Dozens of citizens attended the Ames City Council last night to hear city staff and council members discuss options for improving broadband services. And after hearing feedback from the community, the council decided to research the costs of a feasibility study for a fiber network.
Ames is a central Iowa community of around 60,000 residents and is home to Iowa State University. The city is currently served mostly by incumbent cable company Mediacom and telephone company CenturyLink.
A staff report prepared for the Council outlined the various options for bringing better internet service to the community, including the same retail model that has been implemented by other communities in Iowa and elsewhere. The report was also critical of incumbent operators CenturyLink and Mediacom for not responding to requests for information about what services are available where as part of the City's attempt to identity service coverage gaps. A representative of Mediacom was at the meeting, and had provided some maps to the council members earlier that day.

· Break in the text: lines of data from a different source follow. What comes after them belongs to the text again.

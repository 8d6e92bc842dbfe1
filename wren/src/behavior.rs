//! # Behavior Tables
//!
//! A [`Behavior`] is an ordered list of `(Shape, handler)` entries; the
//! first entry whose shape matches the incoming message wins. Handlers
//! return a [`Reply`], which the dispatcher turns into the response for the
//! requester.
//!
//! An actor replaces its behavior with `Context::switch_behavior`; the new
//! table takes effect after the running handler returns.

use std::fmt;

use tracing::debug;
use wren_api::errors::ActorError;
use wren_api::types::BoxedMessage;
use wren_api::{Message, Shape};

use crate::actor::Actor;
use crate::context::Context;
use crate::promise::ResponsePromise;

/// What a handler produces.
pub enum Reply<R: Send + 'static> {
    /// Answer right away.
    Value(R),
    /// Answer later through a promise made with
    /// `Context::make_response_promise`.
    Deferred(ResponsePromise<R>),
    /// Answer with an error; the actor keeps running.
    Failed(ActorError),
}

impl Reply<()> {
    /// `Reply::Value(())`.
    pub fn done() -> Self {
        Reply::Value(())
    }
}

impl<R: Send + 'static> From<ResponsePromise<R>> for Reply<R> {
    fn from(promise: ResponsePromise<R>) -> Self {
        Reply::Deferred(promise)
    }
}

impl<R: Send + 'static> From<Result<R, ActorError>> for Reply<R> {
    fn from(result: Result<R, ActorError>) -> Self {
        match result {
            Ok(value) => Reply::Value(value),
            Err(err) => Reply::Failed(err),
        }
    }
}

impl<R: Send + 'static> fmt::Debug for Reply<R> {
    fn fmt(&self, f: &mut fmt::Formatter<'_>) -> fmt::Result {
        match self {
            Reply::Value(_) => f.write_str("Reply::Value(..)"),
            Reply::Deferred(promise) => write!(f, "Reply::Deferred({:?})", promise),
            Reply::Failed(err) => write!(f, "Reply::Failed({})", err),
        }
    }
}

type Handler<A> = Box<dyn FnMut(&mut A, &mut Context<A>, BoxedMessage) + Send>;

struct Entry<A: Actor> {
    shape: Shape,
    handler: Handler<A>,
}

/// Ordered message dispatch table of an actor.
pub struct Behavior<A: Actor> {
    entries: Vec<Entry<A>>,
}

impl<A: Actor> Behavior<A> {
    pub fn new() -> Self {
        Self { entries: Vec::new() }
    }

    /// Adds a handler for messages of type `M`.
    ///
    /// The handler's [`Reply`] answers the requester. For one-way sends a
    /// value is dropped and a failure is recorded in the diagnostics
    /// channel.
    pub fn on<M, F>(mut self, mut handler: F) -> Self
    where
        M: Message,
        F: FnMut(&mut A, &mut Context<A>, M) -> Reply<M::Result> + Send + 'static,
    {
        let shape = Shape::of::<M>();
        let erased: Handler<A> = Box::new(move |actor, ctx, payload| {
            let msg = match payload.downcast::<M>() {
                Ok(msg) => *msg,
                Err(_) => {
                    ctx.reply_with(Err(ActorError::UnexpectedMessageKind {
                        actor: ctx.id(),
                        message: shape.name(),
                    }));
                    return;
                }
            };
            match handler(actor, ctx, msg) {
                Reply::Value(value) => ctx.reply_with(Ok(Box::new(value))),
                Reply::Failed(err) => ctx.reply_with(Err(err)),
                Reply::Deferred(_) => {
                    if ctx.has_open_reply() {
                        debug!(message = shape.name(), "deferred reply without a response promise");
                    }
                }
            }
        });
        self.entries.push(Entry {
            shape,
            handler: erased,
        });
        self
    }

    /// Whether some entry handles `shape`.
    pub fn handles(&self, shape: &Shape) -> bool {
        self.entries.iter().any(|entry| entry.shape == *shape)
    }

    pub fn shapes(&self) -> impl Iterator<Item = Shape> + '_ {
        self.entries.iter().map(|entry| entry.shape)
    }

    pub fn len(&self) -> usize {
        self.entries.len()
    }

    pub fn is_empty(&self) -> bool {
        self.entries.is_empty()
    }

    /// Names of the `required` shapes this behavior does not handle.
    pub fn missing(&self, required: &[Shape]) -> Vec<&'static str> {
        required
            .iter()
            .filter(|shape| !self.handles(shape))
            .map(|shape| shape.name())
            .collect()
    }

    /// Runs the first matching handler. Hands the payload back when no
    /// entry matches.
    pub(crate) fn dispatch(
        &mut self,
        shape: &Shape,
        actor: &mut A,
        ctx: &mut Context<A>,
        payload: BoxedMessage,
    ) -> Result<(), BoxedMessage> {
        match self.entries.iter_mut().find(|entry| entry.shape == *shape) {
            Some(entry) => {
                (entry.handler)(actor, ctx, payload);
                Ok(())
            }
            None => Err(payload),
        }
    }
}

impl<A: Actor> Default for Behavior<A> {
    fn default() -> Self {
        Self::new()
    }
}

impl<A: Actor> fmt::Debug for Behavior<A> {
    fn fmt(&self, f: &mut fmt::Formatter<'_>) -> fmt::Result {
        f.debug_list()
            .entries(self.entries.iter().map(|entry| entry.shape))
            .finish()
    }
}

#[cfg(test)]
mod tests {
    use std::sync::{Arc, Weak};

    use wren_api::{interface, ActorId, Interface};

    use super::*;

    #[derive(wren_api::Message)]
    #[message(result = "u32")]
    struct Add(u32);

    #[derive(wren_api::Message)]
    struct Reset;

    interface! {
        CounterApi { Add, Reset }
    }

    #[derive(Default)]
    struct Counter {
        total: u32,
        hits: Vec<&'static str>,
    }

    impl Actor for Counter {
        type Interface = CounterApi;

        fn make_behavior(&mut self, _ctx: &mut Context<Self>) -> Behavior<Self> {
            Behavior::new()
        }
    }

    fn context() -> Context<Counter> {
        Context::new(ActorId::next(), Arc::from("counter"), Weak::new())
    }

    #[test]
    fn test_first_matching_entry_wins() {
        let mut behavior = Behavior::new()
            .on(|counter: &mut Counter, _, Add(n): Add| {
                counter.total += n;
                counter.hits.push("first");
                Reply::Value(counter.total)
            })
            .on(|counter: &mut Counter, _, _: Add| {
                counter.hits.push("second");
                Reply::Value(0)
            });
        let mut counter = Counter::default();
        let mut ctx = context();

        let shape = Shape::of::<Add>();
        assert!(behavior
            .dispatch(&shape, &mut counter, &mut ctx, Box::new(Add(3)))
            .is_ok());
        assert_eq!(counter.total, 3);
        assert_eq!(counter.hits, vec!["first"]);
    }

    #[test]
    fn test_unknown_shape_hands_the_payload_back() {
        let mut behavior = Behavior::new().on(|_: &mut Counter, _, _: Reset| Reply::done());
        let mut counter = Counter::default();
        let mut ctx = context();

        let payload = behavior
            .dispatch(&Shape::of::<Add>(), &mut counter, &mut ctx, Box::new(Add(1)))
            .unwrap_err();
        assert_eq!(payload.downcast::<Add>().map(|add| add.0).ok(), Some(1));
    }

    #[test]
    fn test_missing_lists_uncovered_shapes() {
        let behavior: Behavior<Counter> = Behavior::new().on(|_, _, _: Reset| Reply::done());
        assert_eq!(behavior.missing(&CounterApi::shapes()), vec!["Add"]);
        assert!(behavior.handles(&Shape::of::<Reset>()));
        assert_eq!(behavior.len(), 1);
        assert!(Behavior::<Counter>::new().is_empty());
    }

    #[test]
    fn test_reply_from_result() {
        assert!(matches!(Reply::from(Ok::<u32, ActorError>(2)), Reply::Value(2)));
        let failed: Reply<u32> = Err(ActorError::handling("nope")).into();
        assert!(matches!(failed, Reply::Failed(ActorError::MessageHandlingError(_))));
    }
}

Council member David Martin, who has been an advocate for new broadband options in Ames, shared some results of some testing he has been conducting for the past 8 months on his own home internet connection. A former computer science teacher, Martin had written a computer program that conducted a speed test between his home and his neighbor every 15 minutes. Martin first showed a graph showing a day where speeds were fairly consistent. His next graph showed what he called a more typical speed profile; lots of dropouts and speed reductions. As Martin explained to his fellow council members, those were the types of issues that light internet users might never notice but that would have severe impacts on other users who need reliable and consistent connectivity.
Several citizens addressed the council to urge them to conduct a feasibility study on the costs and benefits of a fiber-to-the-home network in Ames. After hearing from the public, the council passed a motion to direct city staff to research the costs of a fiber feasibility and to continue a dialogue with existing providers about how they might improve service quality in the community.